Book review: The Isle of Thanet by Gerald Moody

The Isle of Thanet by Gerald Moody

Thanet isn’t even an island now, just a spur of Kent sticking out into the Channel.

But for a thousand years it was the hinge upon which England’s history turned. Then it really was an island, separated from the mainland by the Wantsum Channel, a tidal channel that separated the high chalk of Thanet from the rest of the country.

The Isle of Thanet was also one of the closer points to the continent. The Wantsum Channel, by cutting it off from the rest of Britain, acted in effect as a moat, providing defences for anyone holed up on the island. This was something eyes watching from across the Channel noted so that, when Julius Caesar arrived in 55 and 54 BC, he set up a fort on the island. Indeed, he might have landed on it too when first arriving. When the Romans returned, they set up their initial fort at one end of the Wantsum Channel and, once Britain was secure, turned that fort into the most important fort/port in the country, Richborough.

They also established another fort, Reculver, at the other end of the Wantsum, showing clearly how strategically important this channel was.

Then, after the Romans left Britain, the Anglo-Saxons arrived and, according to legend, Hengist and Horsa were given the Isle of Thanet by a foolish King Vortigern in return for their mercenary help. He should have remembered his history: no good could come of giving men with swords such an impregnable base. Sure enough, Hengist and Horsa overthrew Vortigern and set themselves up as kings of Kent. Once again, Thanet had been the hinge upon which England’s history had turned.

And this was not the end. During the Viking era, Viking armies realised that the Wantsum Channel was the ideal place to moor their longships while the isle provided them with a secure base to overwinter before better weather allowed them to resume their customary raiding and pillaging.

In 865, the Great Heathen Army, that came within a single battle of conquering all England, overwintered on Thanet. The isle’s inhabitants must have been becoming a little tired of being the providers for so many passing raiders. Nevertheless, the soil was so rich that the Isle had the highest population density in Kent a while later.

It was only the silting up and closure of the Wantsum Channel, turning the Isle into the tip of Kent, that ended its hinge role in history.

Gerald Moody’s excellent book gives all the archaeological detail of these few extraordinarily important square miles and sets them into their historical context.

Book review: Flashman and the Angel of the Lord

Flashman and the Angel of the Lord by George MacDonald Fraser

Frankly, I had not the slightest idea of who John Brown (the Angel of the Lord) was when I began reading the book, although I had some vague idea that his body lay mouldering in the grave, so Harry Flashman’s latest adventure served to plug a huge gap in my historical knowledge while also, as usual, being a marvellous romp through the trouble spots and boudoirs of the 19th century.

It turns out that John Brown was an abolitionist who decided to launch a raid on a US army armoury at Harper’s Ferry, steal the weapons there and give them to slaves, sparking off a slave rebellion.

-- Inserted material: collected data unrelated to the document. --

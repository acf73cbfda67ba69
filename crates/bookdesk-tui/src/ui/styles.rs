use ratatui::style::{Color, Modifier, Style};

use bookdesk_core::notify::Severity;

// Catalog palette: cloth bindings on a dark shelf
pub const SPINE: Color = Color::Rgb(46, 139, 135);
pub const GILT: Color = Color::Rgb(214, 170, 76);
pub const PLUM: Color = Color::Rgb(150, 104, 170);
pub const LEAF: Color = Color::Rgb(110, 170, 90);
pub const SEAL: Color = Color::Rgb(200, 72, 60);
pub const PAPER: Color = Color::Rgb(228, 222, 208);
pub const DUST: Color = Color::Rgb(130, 124, 116);
pub const SHELF: Color = Color::Rgb(44, 38, 36);
const FOOTER: Color = Color::Rgb(30, 26, 26);

/// One color per chart series: users, authors, audiobooks
pub const SERIES: [Color; 3] = [SPINE, GILT, PLUM];

pub fn title_style() -> Style {
    Style::default().fg(SPINE).add_modifier(Modifier::BOLD)
}

pub fn text_style() -> Style {
    Style::default().fg(PAPER)
}

pub fn muted_style() -> Style {
    Style::default().fg(DUST)
}

pub fn highlight_style() -> Style {
    Style::default().fg(GILT)
}

pub fn error_style() -> Style {
    Style::default().fg(SEAL)
}

pub fn selected_style() -> Style {
    Style::default()
        .fg(PAPER)
        .bg(SHELF)
        .add_modifier(Modifier::BOLD)
}

/// Table row, marking the one being renamed in place
pub fn row_style(editing: bool, selected: bool) -> Style {
    if editing {
        Style::default()
            .fg(GILT)
            .bg(SHELF)
            .add_modifier(Modifier::BOLD | Modifier::ITALIC)
    } else if selected {
        selected_style()
    } else {
        text_style()
    }
}

pub fn tab_style(selected: bool) -> Style {
    if selected {
        Style::default()
            .fg(GILT)
            .add_modifier(Modifier::BOLD | Modifier::UNDERLINED)
    } else {
        Style::default().fg(PAPER)
    }
}

pub fn border_style(focused: bool) -> Style {
    if focused {
        Style::default().fg(SPINE)
    } else {
        Style::default().fg(DUST)
    }
}

/// Search text; dimmed until the debounce settles and the query goes out
pub fn search_style(pending: bool) -> Style {
    if pending {
        Style::default().fg(GILT).add_modifier(Modifier::DIM)
    } else {
        Style::default().fg(GILT).add_modifier(Modifier::BOLD)
    }
}

pub fn toast_style(severity: Severity) -> Style {
    match severity {
        Severity::Success => Style::default().fg(LEAF),
        Severity::Error => Style::default().fg(SEAL).add_modifier(Modifier::BOLD),
    }
}

pub fn status_bar_style() -> Style {
    Style::default().bg(FOOTER).fg(PAPER)
}

pub fn help_key_style() -> Style {
    Style::default().fg(GILT).add_modifier(Modifier::BOLD)
}

pub fn series_style(index: usize) -> Style {
    Style::default().fg(SERIES[index % SERIES.len()])
}

#[cfg(test)]
mod tests {
    use super::*;

    #[test]
    fn test_editing_row_wins_over_selection() {
        assert_eq!(row_style(true, true), row_style(true, false));
        assert_eq!(row_style(false, true), selected_style());
        assert_eq!(row_style(false, false), text_style());
    }

    #[test]
    fn test_series_colors_wrap() {
        assert_eq!(series_style(3), series_style(0));
    }
}
//! Terminal UI module using ratatui.
//!
//! This module provides the TUI rendering and input handling:
//!
//! - `render`: Main frame rendering, layout and overlays
//! - `input`: Keyboard event handling
//! - `styles`: Color schemes and text styling
//! - `tabs`: Screen content (users, authors, audiobooks, categories, statistics)

pub mod input;
pub mod render;
pub mod styles;
pub mod tabs;
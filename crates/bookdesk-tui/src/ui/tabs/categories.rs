use ratatui::{
    layout::{Constraint, Direction, Layout, Rect},
    text::{Line, Span},
    widgets::{Block, Borders, Cell, Paragraph},
    Frame,
};

use bookdesk_core::forms::CategoryField;
use bookdesk_core::utils::truncate_string;

use crate::app::{App, AppState};
use crate::ui::styles;
use crate::ui::tabs::list::{self, Columns};

/// Render the Categories tab - the add form (when open) above the table
pub fn render(frame: &mut Frame, app: &App, area: Rect) {
    let adding = app.state == AppState::AddingCategory;
    let list_area = if adding {
        let chunks = Layout::default()
            .direction(Direction::Vertical)
            .constraints([Constraint::Length(5), Constraint::Min(6)])
            .split(area);
        render_add_form(frame, app, chunks[0]);
        chunks[1]
    } else {
        area
    };

    let columns = Columns {
        headers: &["Name", "Keywords"],
        widths: &[Constraint::Percentage(35), Constraint::Fill(1)],
    };
    list::render_list(frame, app, &app.categories, list_area, !adding, columns, |category| {
        vec![
            Cell::from(category.name.as_str()),
            Cell::from(truncate_string(&category.keywords_display(), 80)),
        ]
    });
}

fn render_add_form(frame: &mut Frame, app: &App, area: Rect) {
    let form = &app.category_form;

    let field = |label: &'static str, value: &str, focused: bool| {
        let style = styles::row_style(false, focused);
        let cursor = if focused { "▌" } else { "" };
        Line::from(vec![
            Span::styled(label, styles::muted_style()),
            Span::styled(format!("{}{}", value, cursor), style),
        ])
    };

    let lines = vec![
        field(" Name:     ", &form.name, form.focus == CategoryField::Name),
        field(" Keywords: ", &form.keywords, form.focus == CategoryField::Keywords),
        Line::from(vec![
            Span::styled(" Enter", styles::help_key_style()),
            Span::styled(" add  ", styles::muted_style()),
            Span::styled("Tab", styles::help_key_style()),
            Span::styled(" switch field  ", styles::muted_style()),
            Span::styled("Esc", styles::help_key_style()),
            Span::styled(" cancel", styles::muted_style()),
        ]),
    ];

    let block = Block::default()
        .title(" Add Category ")
        .title_style(styles::title_style())
        .borders(Borders::ALL)
        .border_style(styles::border_style(true));

    frame.render_widget(Paragraph::new(lines).block(block), area);
}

It was a mad idea and, sure enough, it failed; few slaves joined the rebellion and Harper was captured, tried and executed. But in his death, Harper became a martyr for the abolitionist cause, pushing both sides towards the fateful Civil War that started a year and a half later.

Flashman is the bemused witness to this all: a man less inclined to lay down his life for a principle than Harry Flashman is difficult to imagine but Fraser’s great skill is to show Flashman’s reluctant admiration for Brown’s mad courage, while maintaining Flashman’s own personal cowardice.

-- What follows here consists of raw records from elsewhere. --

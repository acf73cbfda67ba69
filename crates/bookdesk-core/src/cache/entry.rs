use chrono::{DateTime, Utc};
use serde::{Deserialize, Serialize};

/// A fetched value together with the moment it arrived.
#[derive(Debug, Clone, Serialize, Deserialize)]
pub struct CachedData<T> {
    pub data: T,
    pub cached_at: DateTime<Utc>,
}

impl<T> CachedData<T> {
    pub fn new(data: T) -> Self {
        Self {
            data,
            cached_at: Utc::now(),
        }
    }

    pub fn age_seconds(&self) -> i64 {
        (Utc::now() - self.cached_at).num_seconds()
    }

    pub fn age_display(&self) -> String {
        let seconds = self.age_seconds();
        if seconds < 60 {
            // Covers clock skew too
            "just now".to_string()
        } else if seconds < 3600 {
            format!("{}m ago", seconds / 60)
        } else {
            let minutes = seconds / 60;
            let hours = minutes / 60;
            if minutes % 60 >= 30 {
                format!("{}h ago", hours + 1)
            } else {
                format!("{}h ago", hours)
            }
        }
    }
}
pub mod audiobooks;
pub mod authors;
pub mod categories;
pub mod home;
pub mod list;
pub mod statistics;
pub mod users;
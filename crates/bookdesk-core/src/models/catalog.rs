use serde::{Deserialize, Deserializer, Serialize};

/// The four kinds of record the admin API manages.
#[derive(Debug, Clone, Copy, PartialEq, Eq, Hash, Serialize, Deserialize)]
pub enum EntityKind {
    User,
    Author,
    Audiobook,
    Category,
}

impl EntityKind {
    /// Plural display title, used for page headings.
    pub fn title(&self) -> &'static str {
        match self {
            EntityKind::User => "Users",
            EntityKind::Author => "Authors",
            EntityKind::Audiobook => "Audiobooks",
            EntityKind::Category => "Categories",
        }
    }

    /// Lowercase singular noun, used in notifications ("Failed to delete author.").
    pub fn noun(&self) -> &'static str {
        match self {
            EntityKind::User => "user",
            EntityKind::Author => "author",
            EntityKind::Audiobook => "audiobook",
            EntityKind::Category => "category",
        }
    }

    /// Field of the list response envelope that holds the rows.
    pub fn envelope_field(&self) -> &'static str {
        match self {
            EntityKind::User => "users",
            EntityKind::Author => "authors",
            EntityKind::Audiobook => "audiobooks",
            EntityKind::Category => "categories",
        }
    }

    /// Field carrying the identifier in delete/update request bodies.
    pub fn id_field(&self) -> &'static str {
        match self {
            EntityKind::User => "userId",
            EntityKind::Author => "authorId",
            EntityKind::Audiobook => "audiobookId",
            EntityKind::Category => "categoryId",
        }
    }
}

/// A catalog record that can be listed, paged and deleted by id.
pub trait Entity {
    const KIND: EntityKind;

    fn id(&self) -> &str;
}

#[derive(Debug, Clone, PartialEq, Serialize, Deserialize)]
pub struct User {
    #[serde(rename = "_id")]
    pub id: String,
    #[serde(default)]
    pub first_name: Option<String>,
    #[serde(default)]
    pub last_name: Option<String>,
    #[serde(default)]
    pub email: Option<String>,
}

impl User {
    pub fn full_name(&self) -> String {
        full_name(&self.first_name, &self.last_name)
    }
}

impl Entity for User {
    const KIND: EntityKind = EntityKind::User;

    fn id(&self) -> &str {
        &self.id
    }
}

#[derive(Debug, Clone, PartialEq, Serialize, Deserialize)]
pub struct Author {
    #[serde(rename = "_id")]
    pub id: String,
    #[serde(default)]
    pub first_name: Option<String>,
    #[serde(default)]
    pub last_name: Option<String>,
    #[serde(default)]
    pub email: Option<String>,
}

impl Author {
    pub fn full_name(&self) -> String {
        full_name(&self.first_name, &self.last_name)
    }
}

impl Entity for Author {
    const KIND: EntityKind = EntityKind::Author;

    fn id(&self) -> &str {
        &self.id
    }
}

#[derive(Debug, Clone, PartialEq, Serialize, Deserialize)]
pub struct Audiobook {
    #[serde(rename = "_id")]
    pub id: String,
    #[serde(default)]
    pub title: Option<String>,
    /// Reference to the owning author's `_id`
    #[serde(default)]
    pub author: Option<String>,
    #[serde(rename = "authorName", default)]
    pub author_name: Option<String>,
    #[serde(default)]
    pub category: Option<String>,
    #[serde(default)]
    pub description: Option<String>,
}

impl Entity for Audiobook {
    const KIND: EntityKind = EntityKind::Audiobook;

    fn id(&self) -> &str {
        &self.id
    }
}

#[derive(Debug, Clone, PartialEq, Serialize, Deserialize)]
pub struct Category {
    #[serde(rename = "_id")]
    pub id: String,
    pub name: String,
    #[serde(default, deserialize_with = "keyword_list")]
    pub keywords: Vec<String>,
}

impl Category {
    pub fn keywords_display(&self) -> String {
        self.keywords.join(", ")
    }
}

impl Entity for Category {
    const KIND: EntityKind = EntityKind::Category;

    fn id(&self) -> &str {
        &self.id
    }
}

fn full_name(first: &Option<String>, last: &Option<String>) -> String {
    let parts: Vec<&str> = [first.as_deref(), last.as_deref()]
        .into_iter()
        .flatten()
        .filter(|s| !s.is_empty())
        .collect();
    parts.join(" ")
}

/// Split a comma-separated keyword string into trimmed, non-empty keywords.
pub fn split_keywords(raw: &str) -> Vec<String> {
    raw.split(',')
        .map(str::trim)
        .filter(|k| !k.is_empty())
        .map(str::to_string)
        .collect()
}

/// Categories come back with keywords either as an array or as the raw
/// comma-separated string they were created with.
fn keyword_list<'de, D>(deserializer: D) -> Result<Vec<String>, D::Error>
where
    D: Deserializer<'de>,
{
    #[derive(Deserialize)]
    #[serde(untagged)]
    enum Keywords {
        List(Vec<String>),
        Joined(String),
    }

    Ok(match Option::<Keywords>::deserialize(deserializer)? {
        Some(Keywords::List(list)) => list
            .iter()
            .map(|k| k.trim().to_string())
            .filter(|k| !k.is_empty())
            .collect(),
        Some(Keywords::Joined(raw)) => split_keywords(&raw),
        None => Vec::new(),
    })
}

#[cfg(test)]
mod tests {
    use super::*;

    #[test]
    fn test_user_full_name() {
        let user: User = serde_json::from_str(
            r#"{"_id":"u1","first_name":"Ada","last_name":"Lovelace","email":"ada@example.com"}"#,
        )
        .unwrap();
        assert_eq!(user.full_name(), "Ada Lovelace");

        let partial: User = serde_json::from_str(r#"{"_id":"u2","last_name":"Hopper"}"#).unwrap();
        assert_eq!(partial.full_name(), "Hopper");
    }

    #[test]
    fn test_user_requires_id() {
        let result = serde_json::from_str::<User>(r#"{"first_name":"Ada"}"#);
        assert!(result.is_err());
    }

    #[test]
    fn test_audiobook_author_name_rename() {
        let book: Audiobook = serde_json::from_str(
            r#"{"_id":"b1","title":"Dune","author":"a1","authorName":"Frank Herbert","category":"Sci-Fi"}"#,
        )
        .unwrap();
        assert_eq!(book.author_name.as_deref(), Some("Frank Herbert"));
        assert_eq!(book.author.as_deref(), Some("a1"));
        assert!(book.description.is_none());
    }

    #[test]
    fn test_category_keywords_array_or_string() {
        let from_array: Category =
            serde_json::from_str(r#"{"_id":"c1","name":"Horror","keywords":["scary"," dark "]}"#).unwrap();
        assert_eq!(from_array.keywords, vec!["scary", "dark"]);

        let from_string: Category =
            serde_json::from_str(r#"{"_id":"c2","name":"Poetry","keywords":"verse, rhyme,,"}"#).unwrap();
        assert_eq!(from_string.keywords, vec!["verse", "rhyme"]);
        assert_eq!(from_string.keywords_display(), "verse, rhyme");

        let missing: Category = serde_json::from_str(r#"{"_id":"c3","name":"Misc","keywords":null}"#).unwrap();
        assert!(missing.keywords.is_empty());
    }

    #[test]
    fn test_entity_kind_fields() {
        assert_eq!(EntityKind::User.envelope_field(), "users");
        assert_eq!(EntityKind::Category.id_field(), "categoryId");
        assert_eq!(<Author as Entity>::KIND, EntityKind::Author);
    }
}
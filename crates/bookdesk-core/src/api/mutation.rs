use serde_json::{json, Value};

use super::endpoints::Mutation;
use crate::models::{EntityKind, NameUpdate, NewCategory};

/// A catalog write the admin asked for, ready to be sent.
#[derive(Debug, Clone, PartialEq, Eq)]
pub enum MutationRequest {
    UpdateUser(NameUpdate),
    UpdateAuthor(NameUpdate),
    AddCategory(NewCategory),
    Delete { kind: EntityKind, id: String },
}

impl MutationRequest {
    pub fn delete(kind: EntityKind, id: impl Into<String>) -> Self {
        MutationRequest::Delete { kind, id: id.into() }
    }

    pub fn mutation(&self) -> Mutation {
        match self {
            MutationRequest::UpdateUser(_) => Mutation::UpdateUser,
            MutationRequest::UpdateAuthor(_) => Mutation::UpdateAuthor,
            MutationRequest::AddCategory(_) => Mutation::AddCategory,
            MutationRequest::Delete { kind, .. } => Mutation::delete_of(*kind),
        }
    }

    pub fn kind(&self) -> EntityKind {
        match self {
            MutationRequest::UpdateUser(_) => EntityKind::User,
            MutationRequest::UpdateAuthor(_) => EntityKind::Author,
            MutationRequest::AddCategory(_) => EntityKind::Category,
            MutationRequest::Delete { kind, .. } => *kind,
        }
    }

    pub fn is_delete(&self) -> bool {
        matches!(self, MutationRequest::Delete { .. })
    }

    /// JSON body. Identifiers always travel in the body, never the URL.
    pub fn body(&self) -> Value {
        match self {
            MutationRequest::UpdateUser(update) | MutationRequest::UpdateAuthor(update) => {
                let mut body = json!({
                    "first_name": update.first_name,
                    "last_name": update.last_name,
                });
                body[self.kind().id_field()] = Value::String(update.id.clone());
                body
            }
            MutationRequest::AddCategory(category) => json!({
                "name": category.name,
                "keywords": category.keywords,
            }),
            MutationRequest::Delete { kind, id } => {
                let mut body = json!({});
                body[kind.id_field()] = Value::String(id.clone());
                body
            }
        }
    }

    pub fn success_message(&self) -> String {
        let noun = self.kind().noun();
        match self {
            MutationRequest::Delete { .. } => format!("The {} has been deleted.", noun),
            MutationRequest::AddCategory(_) => "Category added successfully!".to_string(),
            _ => format!("{} updated successfully!", capitalize(noun)),
        }
    }

    pub fn failure_message(&self) -> String {
        let noun = self.kind().noun();
        match self {
            MutationRequest::Delete { .. } => format!("Failed to delete {}.", noun),
            MutationRequest::AddCategory(_) => "Failed to add category.".to_string(),
            _ => format!("Failed to update {}.", noun),
        }
    }
}

fn capitalize(s: &str) -> String {
    let mut chars = s.chars();
    match chars.next() {
        Some(first) => first.to_uppercase().chain(chars).collect(),
        None => String::new(),
    }
}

There’s also a welcome (although not for Flashman) reappearance by Harry’s old adversary, John Charity Spring, erstwhile professor at Oxford, now slave dealer and ship’s captain.

By this novel, the tenth in the series, we know what to expect. While Flashman and the Angel of the Lord doesn’t do anything new, what it does do, it does with Fraser’s usual skill.

Book review: Quicksilver by Dean Koontz

Quicksilver by Dean Koontz

Confession of a laggardly book reviewer: I finished this book several months ago but I’ve only now got around to writing a review. Unfortunately, sitting down to write my review, I realised I couldn’t remember anything about the book. So, cheating, I looked up some other reviews. And I still can’t remember the story.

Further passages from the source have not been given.